En la noche templada de Sevilla, el Estadio de la Cartuja fue el escenario neutral de un duelo que olía a tramo final de temporada grande. En La Liga 2025, jornada 32, Real Betis y Real Madrid se miraban a los ojos con objetivos muy distintos, pero igualmente urgentes: los verdiblancos, quintos con 50 puntos y un diferencial de +8 (49 goles a favor y 41 en contra en total), defendiendo su plaza europea; los blancos, segundos con 74 puntos y un imponente +37 (68 a favor, 31 en contra en total), persiguiendo hasta el último suspiro el liderato.

El 1-1 final, con ventaja blanca al descanso (0-1) y reacción bética en la segunda mitad, encaja casi a la perfección con el ADN estadístico de ambos. Heading into this game, el Betis era uno de los equipos más difíciles de tumbar: solo 7 derrotas en 33 partidos, con 14 empates que explican tanto su solidez como cierta incapacidad para cerrar triunfos. En casa, su media de 1.7 goles a favor y 1.1 en contra subrayaba un perfil de bloque valiente, pero no suicida.

Enfrente, el Real Madrid se presentaba con la pegada más demoledora del campeonato: 2.1 goles por partido en total, con 2.3 en casa y 1.8 en sus desplazamientos. Su defensa, sin ser inexpugnable, se sostenía con 0.9 goles encajados de media (1.1 lejos de su estadio). El empate en Sevilla, en términos de guion, es casi una media aritmética entre la capacidad ofensiva blanca y la resiliencia bética.

Vacíos tácticos y ausencias

El partido estuvo condicionado por ausencias de peso que obligaron a ambos técnicos a reinterpretar sus libretos. Manuel Pellegrini no pudo contar con J. Firpo ni A. Ortiz, ambos fuera por lesión. La consecuencia fue un Betis que, pese a mantener su estructura fetiche 4-2-3-1 (ya utilizada 24 veces esta temporada), tuvo que confiar en la solidez de R. Rodriguez en el lateral y en la pareja central M. Bartra–Natan para dar salida limpia desde atrás.

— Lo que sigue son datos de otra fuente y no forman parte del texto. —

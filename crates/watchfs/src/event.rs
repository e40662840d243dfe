//! Event kinds, raw notification records and event classification.
//!
//! Bit arithmetic is confined to this module: raw masks coming off the
//! backend are decoded here into [`EventKind`], and everything downstream
//! (filtering, dispatch) works with the enum.

use crate::backend::WatchHandle;
use crate::table::{PathKind, WatchTable};
use serde::{Deserialize, Serialize};
use std::ffi::{OsStr, OsString};
use std::path::{Path, PathBuf};
use tracing::trace;

/// Raw inotify mask bits.
///
/// The registration modifiers at the bottom (`ONLYDIR` and friends) are
/// passed through to the backend at watch time but never acted upon when
/// decoding events.
pub mod mask {
	pub const ACCESS: u32 = 0x0000_0001;
	pub const MODIFY: u32 = 0x0000_0002;
	pub const ATTRIB: u32 = 0x0000_0004;
	pub const CLOSE_WRITE: u32 = 0x0000_0008;
	pub const CLOSE_NOWRITE: u32 = 0x0000_0010;
	pub const OPEN: u32 = 0x0000_0020;
	pub const MOVED_FROM: u32 = 0x0000_0040;
	pub const MOVED_TO: u32 = 0x0000_0080;
	pub const CREATE: u32 = 0x0000_0100;
	pub const DELETE: u32 = 0x0000_0200;
	pub const DELETE_SELF: u32 = 0x0000_0400;
	pub const MOVE_SELF: u32 = 0x0000_0800;
	pub const UNMOUNT: u32 = 0x0000_2000;
	pub const Q_OVERFLOW: u32 = 0x0000_4000;
	pub const IGNORED: u32 = 0x0000_8000;

	pub const CLOSE: u32 = CLOSE_WRITE | CLOSE_NOWRITE;
	pub const MOVE: u32 = MOVED_FROM | MOVED_TO;
	pub const ALL_EVENTS: u32 = 0x0000_0fff;

	pub const ONLYDIR: u32 = 0x0100_0000;
	pub const DONT_FOLLOW: u32 = 0x0200_0000;
	pub const MASK_ADD: u32 = 0x2000_0000;
	pub const ISDIR: u32 = 0x4000_0000;
	pub const ONESHOT: u32 = 0x8000_0000;

	/// Bits that qualify an event without changing its kind.
	pub const MODIFIERS: u32 = ONLYDIR | DONT_FOLLOW | MASK_ADD | ISDIR | ONESHOT;

	/// Exact mask of a directory created inside a watched directory.
	pub const DIR_CREATE: u32 = CREATE | ISDIR;
	/// Exact mask of a directory deleted from a watched directory.
	pub const DIR_DELETE: u32 = DELETE | ISDIR;
}

/// A decoded change kind.
///
/// `Close`, `Move` and `All` are combined kinds: they never come off the
/// backend but can be subscribed to, matching any of their constituents.
#[derive(Debug, Clone, Copy, PartialEq, Eq, Hash, Serialize, Deserialize)]
pub enum EventKind {
	Access,
	Modify,
	Attrib,
	CloseWrite,
	CloseNoWrite,
	Open,
	MovedFrom,
	MovedTo,
	Create,
	Delete,
	DeleteSelf,
	MoveSelf,
	Unmount,
	QueueOverflow,
	Ignored,
	Close,
	Move,
	All,
}

impl EventKind {
	/// Decode the kind from a raw mask, ignoring modifier bits.
	///
	/// Returns `None` for masks this core does not recognize; such
	/// records are dropped by the classifier.
	pub fn from_mask(raw: u32) -> Option<Self> {
		match raw & !mask::MODIFIERS {
			mask::ACCESS => Some(Self::Access),
			mask::MODIFY => Some(Self::Modify),
			mask::ATTRIB => Some(Self::Attrib),
			mask::CLOSE_WRITE => Some(Self::CloseWrite),
			mask::CLOSE_NOWRITE => Some(Self::CloseNoWrite),
			mask::OPEN => Some(Self::Open),
			mask::MOVED_FROM => Some(Self::MovedFrom),
			mask::MOVED_TO => Some(Self::MovedTo),
			mask::CREATE => Some(Self::Create),
			mask::DELETE => Some(Self::Delete),
			mask::DELETE_SELF => Some(Self::DeleteSelf),
			mask::MOVE_SELF => Some(Self::MoveSelf),
			mask::UNMOUNT => Some(Self::Unmount),
			mask::Q_OVERFLOW => Some(Self::QueueOverflow),
			mask::IGNORED => Some(Self::Ignored),
			mask::CLOSE => Some(Self::Close),
			mask::MOVE => Some(Self::Move),
			mask::ALL_EVENTS => Some(Self::All),
			_ => None,
		}
	}

	/// The mask bits this kind corresponds to.
	pub fn mask(self) -> u32 {
		match self {
			Self::Access => mask::ACCESS,
			Self::Modify => mask::MODIFY,
			Self::Attrib => mask::ATTRIB,
			Self::CloseWrite => mask::CLOSE_WRITE,
			Self::CloseNoWrite => mask::CLOSE_NOWRITE,
			Self::Open => mask::OPEN,
			Self::MovedFrom => mask::MOVED_FROM,
			Self::MovedTo => mask::MOVED_TO,
			Self::Create => mask::CREATE,
			Self::Delete => mask::DELETE,
			Self::DeleteSelf => mask::DELETE_SELF,
			Self::MoveSelf => mask::MOVE_SELF,
			Self::Unmount => mask::UNMOUNT,
			Self::QueueOverflow => mask::Q_OVERFLOW,
			Self::Ignored => mask::IGNORED,
			Self::Close => mask::CLOSE,
			Self::Move => mask::MOVE,
			Self::All => mask::ALL_EVENTS,
		}
	}

	/// Whether a subscription for `self` covers an event of `kind`.
	pub fn matches(self, kind: EventKind) -> bool {
		match self {
			Self::All => true,
			Self::Close => matches!(kind, Self::Close | Self::CloseWrite | Self::CloseNoWrite),
			Self::Move => matches!(kind, Self::Move | Self::MovedFrom | Self::MovedTo),
			other => other == kind,
		}
	}

	pub fn name(self) -> &'static str {
		match self {
			Self::Access => "ACCESS",
			Self::Modify => "MODIFY",
			Self::Attrib => "ATTRIB",
			Self::CloseWrite => "CLOSE_WRITE",
			Self::CloseNoWrite => "CLOSE_NOWRITE",
			Self::Open => "OPEN",
			Self::MovedFrom => "MOVED_FROM",
			Self::MovedTo => "MOVED_TO",
			Self::Create => "CREATE",
			Self::Delete => "DELETE",
			Self::DeleteSelf => "DELETE_SELF",
			Self::MoveSelf => "MOVE_SELF",
			Self::Unmount => "UNMOUNT",
			Self::QueueOverflow => "Q_OVERFLOW",
			Self::Ignored => "IGNORED",
			Self::Close => "CLOSE",
			Self::Move => "MOVE",
			Self::All => "ALL_EVENTS",
		}
	}

	pub fn description(self) -> &'static str {
		match self {
			Self::Access => "File was accessed (read)",
			Self::Modify => "File was modified",
			Self::Attrib => "Metadata changed (e.g. permissions, mtime, etc.)",
			Self::CloseWrite => "File opened for writing was closed",
			Self::CloseNoWrite => "File not opened for writing was closed",
			Self::Open => "File was opened",
			Self::MovedFrom => "File moved out of watched directory",
			Self::MovedTo => "File moved into watched directory",
			Self::Create => "File or directory created in watched directory",
			Self::Delete => "File or directory deleted in watched directory",
			Self::DeleteSelf => "Watched file or directory was deleted",
			Self::MoveSelf => "Watched file or directory was moved",
			Self::Unmount => "File system containing watched object was unmounted",
			Self::QueueOverflow => "Event queue overflowed",
			Self::Ignored => "Watch was removed, explicitly or because the file vanished",
			Self::Close => "Equals CLOSE_WRITE | CLOSE_NOWRITE",
			Self::Move => "Equals MOVED_FROM | MOVED_TO",
			Self::All => "Bitmask of all event kinds",
		}
	}
}

/// An unprocessed notification record as returned by the backend.
#[derive(Debug, Clone, PartialEq, Eq, Serialize, Deserialize)]
pub struct RawEvent {
	/// Watch the record was reported against.
	pub handle: WatchHandle,
	/// Raw mask: base kind bits, possibly OR-ed with the is-directory bit.
	pub mask: u32,
	/// Entry name for directory-scoped events; absent for self-targeted ones.
	pub name: Option<OsString>,
	/// Correlates MOVED_FROM/MOVED_TO pairs; not interpreted by this core.
	pub cookie: u32,
}

impl RawEvent {
	/// Whether the record targets a directory, per the mask alone.
	pub fn is_dir_mask(&self) -> bool {
		self.mask & mask::ISDIR != 0
	}
}

/// A raw event resolved against the watch table: decoded kind, full path
/// and file/directory status. Derived per record, never persisted.
#[derive(Debug, Clone)]
pub struct EventInfo {
	kind: EventKind,
	path: PathBuf,
	is_dir: bool,
	is_file: bool,
	raw: RawEvent,
}

impl EventInfo {
	pub fn kind(&self) -> EventKind {
		self.kind
	}

	/// The resolved full path: the registered path for self-targeted
	/// events, `<registered>/<name>` for directory-scoped ones.
	pub fn path(&self) -> &Path {
		&self.path
	}

	pub fn is_dir(&self) -> bool {
		self.is_dir
	}

	pub fn is_file(&self) -> bool {
		self.is_file
	}

	/// The raw entry name, when the event is directory-scoped.
	pub fn entry_name(&self) -> Option<&OsStr> {
		self.raw.name.as_deref()
	}

	pub fn handle(&self) -> WatchHandle {
		self.raw.handle
	}

	pub fn raw(&self) -> &RawEvent {
		&self.raw
	}
}

/// Resolve a raw record into an [`EventInfo`].
///
/// Returns `None` when the handle is no longer in the table (an expected
/// removal race, dropped without diagnostics) or when the mask does not
/// decode to a known kind.
pub fn classify(raw: &RawEvent, table: &WatchTable) -> Option<EventInfo> {
	let Some(watched) = table.resolve(raw.handle) else {
		trace!(handle = ?raw.handle, "dropping event for unknown watch handle");
		return None;
	};

	let kind = EventKind::from_mask(raw.mask)?;

	let path = match (&raw.name, watched.kind) {
		(Some(name), PathKind::Directory) => watched.path.join(name),
		_ => watched.path.clone(),
	};

	// A deleted entry can no longer be stat'ed; fall back to the mask's
	// is-directory bit in that case.
	let (is_dir, is_file) = match std::fs::symlink_metadata(&path) {
		Ok(meta) => (meta.is_dir(), meta.is_file()),
		Err(_) => {
			let dir = raw.is_dir_mask();
			(dir, !dir)
		}
	};

	Some(EventInfo {
		kind,
		path,
		is_dir,
		is_file,
		raw: raw.clone(),
	})
}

En el Real Madrid, la lista de bajas era más larga y más simbólica: T. Courtois, Eder Militao, A. Guler, Rodrygo y A. Tchouameni se quedaron fuera. La portería recayó en A. Lunin, mientras que la zaga se sostuvo con A. Rudiger y D. Huijsen, este último marcado en la temporada por su presencia en la lista de máximos expulsados: un central agresivo, capaz de dominar duelos (146 disputados, 92 ganados) pero que ya ha visto una roja. La ausencia de Tchouameni, uno de los medios más influyentes en la destrucción (60 entradas, 36 intercepciones) y también entre los más amonestados con 8 amarillas, obligó a Alvaro Arbeloa a reconfigurar su sala de máquinas.

En el plano disciplinario, los datos globales de la campaña ya anunciaban un encuentro tenso. El Betis concentra el 24.24% de sus amarillas en el tramo 76-90’ y otro 16.67% entre el 91-105’, un patrón de nerviosismo tardío que se vio reflejado en el arreón final para rescatar el empate. El Real Madrid, por su parte, reparte un 23.33% de sus amarillas entre el 61-75’ y un 18.33% entre el 76-90’, con una curiosa prolongación de tensión en el tiempo añadido (otro 18.33% entre 91-105’). Dos equipos que viven al límite cuando el cronómetro se acerca a la orilla.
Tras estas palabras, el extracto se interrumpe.